ABOUT THIS TASK => In the entries below, how many lines contain the string "UnixStream"? State the number and nothing else.

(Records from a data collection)

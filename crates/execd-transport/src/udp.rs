use std::{
    collections::HashSet,
    net::{SocketAddr, UdpSocket},
    os::fd::{AsRawFd, RawFd},
};

use tracing::{debug, warn};

use crate::{
    error::{FatalTransportError, TransportError},
    stage::stage_delivery,
    GroupTransport, MemberView, Priority, TransportEvent,
};

const MESSAGE_SIZE_MAX: usize = 1 << 20;
const ENVELOPE_HEADER: usize = 2;

/// Reference `GroupTransport`: best-effort UDP multicast on a single
/// interface. It delivers what it sends to itself in send order and
/// synthesizes a one-member view on join — it does **not** provide
/// cross-node total ordering. It exists so the executive core is runnable
/// and testable without a real ordered-multicast library; replacing it
/// with one means implementing this same trait.
pub struct UdpTransport {
    socket: Option<UdpSocket>,
    mcast_addr: Option<SocketAddr>,
    local_addr: Option<SocketAddr>,
    joined: HashSet<String>,
    pending_views: Vec<(String, MemberView)>,
}

impl Default for UdpTransport {
    fn default() -> Self {
        Self {
            socket: None,
            mcast_addr: None,
            local_addr: None,
            joined: HashSet::new(),
            pending_views: Vec::new(),
        }
    }
}

impl UdpTransport {
    pub fn new() -> Self {
        Self::default()
    }

    fn socket(&self) -> Result<&UdpSocket, TransportError> {
        self.socket.as_ref().ok_or_else(|| {
            TransportError::Io(std::io::Error::other("transport not initialized"))
        })
    }

    fn encode(groupname: &str, iovecs: &[&[u8]]) -> Vec<u8> {
        let payload_len: usize = iovecs.iter().map(|s| s.len()).sum();
        let mut out = Vec::with_capacity(ENVELOPE_HEADER + groupname.len() + payload_len);
        out.extend_from_slice(&(groupname.len() as u16).to_le_bytes());
        out.extend_from_slice(groupname.as_bytes());
        for seg in iovecs {
            out.extend_from_slice(seg);
        }
        out
    }

    fn decode(buf: &[u8]) -> Option<(&str, &[u8])> {
        if buf.len() < ENVELOPE_HEADER {
            return None;
        }
        let name_len = u16::from_le_bytes(buf[0..2].try_into().unwrap()) as usize;
        let rest = &buf[ENVELOPE_HEADER..];
        if rest.len() < name_len {
            return None;
        }
        let name = std::str::from_utf8(&rest[..name_len]).ok()?;
        Some((name, &rest[name_len..]))
    }
}

impl GroupTransport for UdpTransport {
    fn init(&mut self, bind_addr: SocketAddr, mcast_addr: SocketAddr) -> Result<(), TransportError> {
        let socket = UdpSocket::bind(bind_addr)?;
        socket.set_nonblocking(true)?;

        match (mcast_addr.ip(), bind_addr.ip()) {
            (std::net::IpAddr::V4(group), std::net::IpAddr::V4(iface)) => {
                socket.join_multicast_v4(&group, &iface)?;
            }
            (std::net::IpAddr::V6(group), _) => {
                socket.join_multicast_v6(&group, 0)?;
            }
            _ => {
                warn!("mismatched address families for multicast bind/group, continuing unjoined");
            }
        }

        self.local_addr = Some(socket.local_addr()?);
        self.mcast_addr = Some(mcast_addr);
        self.socket = Some(socket);
        Ok(())
    }

    fn registration_fd(&self) -> RawFd {
        self.socket.as_ref().map_or(-1, AsRawFd::as_raw_fd)
    }

    fn local_addr(&self) -> Option<SocketAddr> {
        self.local_addr
    }

    fn join(&mut self, groupname: &str) -> Result<(), TransportError> {
        self.joined.insert(groupname.to_owned());
        let me = self.local_addr.ok_or_else(|| {
            TransportError::Io(std::io::Error::other("join called before init"))
        })?;
        self.pending_views.push((
            groupname.to_owned(),
            MemberView { members: vec![me], left: Vec::new(), joined: vec![me] },
        ));
        debug!(groupname, "joined group (single-node reference view)");
        Ok(())
    }

    fn multicast(
        &mut self,
        groupname: &str,
        iovecs: &[&[u8]],
        _priority: Priority,
    ) -> Result<(), FatalTransportError> {
        if !self.joined.contains(groupname) {
            warn!(groupname, "multicast to a group never joined, sending anyway");
        }
        let mcast_addr = self
            .mcast_addr
            .ok_or_else(|| FatalTransportError::Io(std::io::Error::other("not initialized")))?;
        let datagram = Self::encode(groupname, iovecs);
        self.socket()
            .map_err(|e| FatalTransportError::Io(std::io::Error::other(e.to_string())))?
            .send_to(&datagram, mcast_addr)?;
        Ok(())
    }

    /// Pending view changes are always drained and placed ahead of any
    /// delivered datagrams in the returned batch (see scenario 6: a view
    /// change racing a pending multicast's delivery is always observed by
    /// `confchg` before the delivery that follows it, never after, for any
    /// events produced by a single `poll_events` call).
    fn poll_events(&mut self) -> Result<Vec<TransportEvent>, FatalTransportError> {
        let mut events = Vec::new();
        for (groupname, view) in self.pending_views.drain(..) {
            events.push(TransportEvent::ViewChange { groupname, view });
        }

        let socket =
            self.socket.as_ref().ok_or_else(|| FatalTransportError::Io(std::io::Error::other("not initialized")))?;
        let mut buf = [0u8; MESSAGE_SIZE_MAX];
        loop {
            match socket.recv_from(&mut buf) {
                Ok((n, _from)) => {
                    let Some((groupname, payload)) = Self::decode(&buf[..n]) else {
                        warn!("dropped malformed transport datagram");
                        continue;
                    };
                    let mut staging = vec![0u8; MESSAGE_SIZE_MAX];
                    let written = stage_delivery(&[payload], &mut staging)?;
                    staging.truncate(written);
                    events.push(TransportEvent::Delivery {
                        groupname: groupname.to_owned(),
                        payload: staging,
                    });
                }
                Err(e) if e.kind() == std::io::ErrorKind::WouldBlock => break,
                Err(e) if e.kind() == std::io::ErrorKind::Interrupted => continue,
                Err(e) => return Err(e.into()),
            }
        }
        Ok(events)
    }
}
use std::os::fd::AsRawFd;

use execd_net::{Connection, FatalNetError, Header, HEADER_SIZE, MAGIC, OUTQ_CAP};

fn frame(id: u32, payload: &[u8]) -> Vec<u8> {
    let mut out = vec![0u8; HEADER_SIZE + payload.len()];
    Header { magic: MAGIC, size: out.len() as u32, id }
        .encode((&mut out[..HEADER_SIZE]).try_into().unwrap());
    out[HEADER_SIZE..].copy_from_slice(payload);
    out
}

#[test]
fn queued_frames_flush_once_reader_resumes() {
    let (reader, server) = std::os::unix::net::UnixStream::pair().unwrap();
    server.set_nonblocking(true).unwrap();

    let mut conn = Connection::accept(server.as_raw_fd());
    conn.authenticated = true;

    // Large payloads eventually exceed the kernel socket buffer and force
    // send_response onto the backlog path.
    let big = frame(1, &vec![0xAB; 64 * 1024]);
    let mut sent = 0;
    for _ in 0..64 {
        conn.send_response(&big).unwrap();
        sent += 1;
        if conn.has_pending_sends() {
            break;
        }
    }
    assert!(conn.has_pending_sends(), "expected backlog after {sent} sends");

    // Drain the reader so the kernel buffer empties, then drive the outq
    // until it is fully flushed.
    let mut sink = vec![0u8; 1 << 20];
    loop {
        use std::io::Read;
        match (&reader).read(&mut sink) {
            Ok(0) | Err(_) => break,
            Ok(_) => {
                conn.drain_outq().unwrap();
                if !conn.has_pending_sends() {
                    break;
                }
            }
        }
    }

    assert!(!conn.has_pending_sends());
}

#[test]
fn full_send_queue_is_fatal() {
    let (_reader, server) = std::os::unix::net::UnixStream::pair().unwrap();
    server.set_nonblocking(true).unwrap();

    let mut conn = Connection::accept(server.as_raw_fd());
    conn.authenticated = true;

    let big = frame(1, &vec![0xCD; 64 * 1024]);
    let mut last = Ok(());
    for _ in 0..(OUTQ_CAP + 8) {
        last = conn.send_response(&big);
        if last.is_err() {
            break;
        }
    }

    assert!(matches!(last, Err(FatalNetError::SendQueueFull { .. })));
}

OUTPUT FOR THIS TASK => 2